■ **Exercise prompt**
Scan the entries below for the string "BacktestSettings" and copy every line where it turns up.
- - - - -
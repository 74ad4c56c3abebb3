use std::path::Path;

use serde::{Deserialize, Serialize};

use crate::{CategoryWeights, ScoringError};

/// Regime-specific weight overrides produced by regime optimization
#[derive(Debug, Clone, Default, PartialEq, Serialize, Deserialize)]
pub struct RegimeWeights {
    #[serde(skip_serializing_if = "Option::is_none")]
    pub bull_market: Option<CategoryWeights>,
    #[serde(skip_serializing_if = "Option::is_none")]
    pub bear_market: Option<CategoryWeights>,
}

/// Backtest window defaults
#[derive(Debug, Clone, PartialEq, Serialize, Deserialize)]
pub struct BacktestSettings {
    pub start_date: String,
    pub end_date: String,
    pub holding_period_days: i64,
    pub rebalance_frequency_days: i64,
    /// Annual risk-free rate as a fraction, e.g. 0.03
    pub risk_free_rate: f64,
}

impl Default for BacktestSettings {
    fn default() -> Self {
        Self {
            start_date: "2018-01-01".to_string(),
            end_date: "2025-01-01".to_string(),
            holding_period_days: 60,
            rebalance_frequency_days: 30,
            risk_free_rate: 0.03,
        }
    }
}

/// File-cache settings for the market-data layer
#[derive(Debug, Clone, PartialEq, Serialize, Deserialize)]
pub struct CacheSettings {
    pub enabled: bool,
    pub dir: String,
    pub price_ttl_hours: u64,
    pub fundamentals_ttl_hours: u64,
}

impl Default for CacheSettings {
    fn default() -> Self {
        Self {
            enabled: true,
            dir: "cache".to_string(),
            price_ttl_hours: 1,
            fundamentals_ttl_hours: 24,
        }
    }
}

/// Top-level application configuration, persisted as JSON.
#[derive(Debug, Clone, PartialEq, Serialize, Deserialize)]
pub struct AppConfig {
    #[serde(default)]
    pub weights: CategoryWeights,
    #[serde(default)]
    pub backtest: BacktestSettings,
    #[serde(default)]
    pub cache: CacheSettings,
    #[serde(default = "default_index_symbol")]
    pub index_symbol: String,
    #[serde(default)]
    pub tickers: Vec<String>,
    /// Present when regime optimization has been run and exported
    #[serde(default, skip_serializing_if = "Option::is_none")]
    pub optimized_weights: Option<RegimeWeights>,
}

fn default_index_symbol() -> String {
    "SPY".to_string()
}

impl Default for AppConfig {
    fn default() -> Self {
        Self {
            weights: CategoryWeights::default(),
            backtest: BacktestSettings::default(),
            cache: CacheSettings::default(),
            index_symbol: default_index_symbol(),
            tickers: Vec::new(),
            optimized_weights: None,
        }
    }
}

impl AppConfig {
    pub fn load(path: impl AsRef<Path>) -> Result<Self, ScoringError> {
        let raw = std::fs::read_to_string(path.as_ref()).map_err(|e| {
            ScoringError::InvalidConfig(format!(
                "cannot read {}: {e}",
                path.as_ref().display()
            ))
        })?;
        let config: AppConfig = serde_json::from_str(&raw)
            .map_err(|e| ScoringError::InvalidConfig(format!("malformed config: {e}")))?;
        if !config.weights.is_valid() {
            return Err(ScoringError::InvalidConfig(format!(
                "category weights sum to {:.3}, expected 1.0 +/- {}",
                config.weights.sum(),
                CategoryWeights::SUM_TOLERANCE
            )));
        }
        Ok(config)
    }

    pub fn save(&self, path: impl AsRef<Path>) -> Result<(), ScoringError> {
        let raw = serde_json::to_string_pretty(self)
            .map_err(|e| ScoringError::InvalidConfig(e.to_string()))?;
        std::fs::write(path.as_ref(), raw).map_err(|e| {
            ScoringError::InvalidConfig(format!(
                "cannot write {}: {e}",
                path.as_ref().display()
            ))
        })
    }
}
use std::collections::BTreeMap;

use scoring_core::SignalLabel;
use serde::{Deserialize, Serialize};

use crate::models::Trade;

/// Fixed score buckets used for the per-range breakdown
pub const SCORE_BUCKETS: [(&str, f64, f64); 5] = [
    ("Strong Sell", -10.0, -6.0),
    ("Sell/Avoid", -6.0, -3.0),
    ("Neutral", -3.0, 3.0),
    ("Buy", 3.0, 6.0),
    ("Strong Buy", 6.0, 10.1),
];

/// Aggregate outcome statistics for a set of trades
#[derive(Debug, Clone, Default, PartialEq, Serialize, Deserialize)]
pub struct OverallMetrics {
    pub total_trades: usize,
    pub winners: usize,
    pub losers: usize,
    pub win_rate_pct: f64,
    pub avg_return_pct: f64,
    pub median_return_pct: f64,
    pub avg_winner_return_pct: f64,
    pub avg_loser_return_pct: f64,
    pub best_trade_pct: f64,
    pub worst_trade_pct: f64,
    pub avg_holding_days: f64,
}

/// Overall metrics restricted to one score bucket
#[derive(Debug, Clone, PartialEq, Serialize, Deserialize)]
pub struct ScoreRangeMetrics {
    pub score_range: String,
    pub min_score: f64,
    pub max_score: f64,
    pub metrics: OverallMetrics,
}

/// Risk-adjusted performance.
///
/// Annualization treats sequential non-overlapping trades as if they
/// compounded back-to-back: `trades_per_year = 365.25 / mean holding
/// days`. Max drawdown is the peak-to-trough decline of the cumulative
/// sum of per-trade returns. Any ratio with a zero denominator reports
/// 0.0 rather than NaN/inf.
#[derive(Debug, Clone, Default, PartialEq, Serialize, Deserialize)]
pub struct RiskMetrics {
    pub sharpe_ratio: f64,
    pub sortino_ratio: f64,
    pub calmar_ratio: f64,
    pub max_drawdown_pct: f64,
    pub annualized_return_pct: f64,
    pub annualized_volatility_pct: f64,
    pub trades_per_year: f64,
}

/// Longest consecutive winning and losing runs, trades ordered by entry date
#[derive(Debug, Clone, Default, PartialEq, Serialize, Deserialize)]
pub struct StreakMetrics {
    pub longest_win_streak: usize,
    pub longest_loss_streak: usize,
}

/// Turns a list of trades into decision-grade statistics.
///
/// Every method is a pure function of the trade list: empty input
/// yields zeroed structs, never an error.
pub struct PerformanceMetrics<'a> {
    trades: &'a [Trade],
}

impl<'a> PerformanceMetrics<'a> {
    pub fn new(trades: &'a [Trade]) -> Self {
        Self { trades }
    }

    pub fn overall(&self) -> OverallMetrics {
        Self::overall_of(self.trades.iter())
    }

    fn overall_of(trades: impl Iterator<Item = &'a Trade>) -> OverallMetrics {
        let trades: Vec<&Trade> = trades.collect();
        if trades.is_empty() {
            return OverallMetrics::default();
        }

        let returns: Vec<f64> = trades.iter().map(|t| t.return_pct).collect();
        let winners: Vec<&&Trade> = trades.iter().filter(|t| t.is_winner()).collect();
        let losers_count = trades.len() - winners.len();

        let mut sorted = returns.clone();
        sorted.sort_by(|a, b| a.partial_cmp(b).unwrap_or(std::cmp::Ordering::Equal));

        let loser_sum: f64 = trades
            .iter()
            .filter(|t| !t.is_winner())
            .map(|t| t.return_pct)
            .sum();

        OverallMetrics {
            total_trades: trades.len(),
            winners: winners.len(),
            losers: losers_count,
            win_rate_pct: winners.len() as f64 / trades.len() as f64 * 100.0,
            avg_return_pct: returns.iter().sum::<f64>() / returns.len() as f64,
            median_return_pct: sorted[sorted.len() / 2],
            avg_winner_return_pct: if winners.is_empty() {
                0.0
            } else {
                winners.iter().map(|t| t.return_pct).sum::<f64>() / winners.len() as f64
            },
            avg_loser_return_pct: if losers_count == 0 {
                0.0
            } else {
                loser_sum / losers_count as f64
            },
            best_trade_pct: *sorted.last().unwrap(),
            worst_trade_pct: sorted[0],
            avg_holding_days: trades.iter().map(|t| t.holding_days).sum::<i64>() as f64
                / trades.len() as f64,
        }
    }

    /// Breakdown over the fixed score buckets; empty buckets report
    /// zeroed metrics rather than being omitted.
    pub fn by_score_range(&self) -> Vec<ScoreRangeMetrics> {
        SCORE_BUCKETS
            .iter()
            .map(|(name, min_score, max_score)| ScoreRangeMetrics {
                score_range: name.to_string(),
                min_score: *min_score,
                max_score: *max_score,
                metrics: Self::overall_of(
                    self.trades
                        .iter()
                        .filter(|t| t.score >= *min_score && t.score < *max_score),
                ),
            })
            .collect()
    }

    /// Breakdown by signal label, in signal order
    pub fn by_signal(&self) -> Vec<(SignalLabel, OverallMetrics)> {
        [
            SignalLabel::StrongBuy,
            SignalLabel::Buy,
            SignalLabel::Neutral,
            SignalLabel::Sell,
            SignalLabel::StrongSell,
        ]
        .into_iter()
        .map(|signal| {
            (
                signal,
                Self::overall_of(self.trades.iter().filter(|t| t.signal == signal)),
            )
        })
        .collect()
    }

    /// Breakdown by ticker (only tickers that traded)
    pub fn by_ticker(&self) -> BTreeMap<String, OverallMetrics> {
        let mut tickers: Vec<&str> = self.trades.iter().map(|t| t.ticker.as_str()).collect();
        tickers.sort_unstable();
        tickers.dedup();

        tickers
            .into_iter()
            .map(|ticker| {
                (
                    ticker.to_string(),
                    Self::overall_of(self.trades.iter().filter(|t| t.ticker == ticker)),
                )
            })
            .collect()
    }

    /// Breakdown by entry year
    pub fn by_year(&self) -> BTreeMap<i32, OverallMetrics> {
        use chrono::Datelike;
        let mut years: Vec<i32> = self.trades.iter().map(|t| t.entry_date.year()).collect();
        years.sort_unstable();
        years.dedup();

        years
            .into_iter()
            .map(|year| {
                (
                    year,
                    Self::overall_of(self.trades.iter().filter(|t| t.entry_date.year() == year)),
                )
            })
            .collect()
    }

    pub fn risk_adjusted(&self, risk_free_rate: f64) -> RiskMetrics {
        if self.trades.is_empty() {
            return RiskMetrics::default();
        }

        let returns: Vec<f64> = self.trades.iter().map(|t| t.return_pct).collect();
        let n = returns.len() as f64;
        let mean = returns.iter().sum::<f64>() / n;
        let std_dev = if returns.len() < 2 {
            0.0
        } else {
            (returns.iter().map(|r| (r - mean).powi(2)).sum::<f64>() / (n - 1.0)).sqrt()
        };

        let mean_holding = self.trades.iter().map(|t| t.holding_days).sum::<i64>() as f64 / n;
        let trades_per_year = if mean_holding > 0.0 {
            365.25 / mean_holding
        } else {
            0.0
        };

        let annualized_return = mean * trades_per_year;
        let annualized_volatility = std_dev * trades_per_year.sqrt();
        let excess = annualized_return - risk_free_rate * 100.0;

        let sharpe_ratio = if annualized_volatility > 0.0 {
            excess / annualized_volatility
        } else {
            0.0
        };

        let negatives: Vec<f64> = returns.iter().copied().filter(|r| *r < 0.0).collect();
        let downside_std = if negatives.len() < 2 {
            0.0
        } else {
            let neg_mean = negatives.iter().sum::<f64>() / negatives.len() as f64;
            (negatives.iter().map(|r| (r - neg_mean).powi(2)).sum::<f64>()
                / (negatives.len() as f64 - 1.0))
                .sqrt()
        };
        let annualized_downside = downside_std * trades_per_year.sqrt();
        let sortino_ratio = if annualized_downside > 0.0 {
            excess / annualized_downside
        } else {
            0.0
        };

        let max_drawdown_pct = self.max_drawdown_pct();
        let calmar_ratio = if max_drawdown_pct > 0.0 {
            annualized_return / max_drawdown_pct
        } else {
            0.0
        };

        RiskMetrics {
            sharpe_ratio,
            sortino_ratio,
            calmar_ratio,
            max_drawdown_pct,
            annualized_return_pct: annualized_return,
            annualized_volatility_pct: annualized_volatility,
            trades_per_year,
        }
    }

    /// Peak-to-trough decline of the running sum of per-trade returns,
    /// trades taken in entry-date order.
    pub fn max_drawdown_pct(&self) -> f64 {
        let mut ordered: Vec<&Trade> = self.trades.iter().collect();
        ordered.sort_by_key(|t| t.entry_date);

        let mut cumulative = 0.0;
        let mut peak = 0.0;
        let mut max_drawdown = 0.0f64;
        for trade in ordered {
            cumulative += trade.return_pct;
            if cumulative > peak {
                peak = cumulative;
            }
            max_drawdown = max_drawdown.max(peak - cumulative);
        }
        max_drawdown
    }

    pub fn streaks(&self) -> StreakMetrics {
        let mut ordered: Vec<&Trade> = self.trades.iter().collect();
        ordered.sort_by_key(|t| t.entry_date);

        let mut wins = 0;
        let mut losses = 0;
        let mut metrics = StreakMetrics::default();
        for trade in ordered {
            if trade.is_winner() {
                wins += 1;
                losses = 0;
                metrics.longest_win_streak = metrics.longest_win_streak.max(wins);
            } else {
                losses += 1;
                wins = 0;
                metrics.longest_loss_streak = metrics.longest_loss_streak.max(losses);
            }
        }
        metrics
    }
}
- - - - -
■ **Answer to this problem**
pub struct BacktestSettings {
impl Default for BacktestSettings {
    pub backtest: BacktestSettings,
            backtest: BacktestSettings::default(),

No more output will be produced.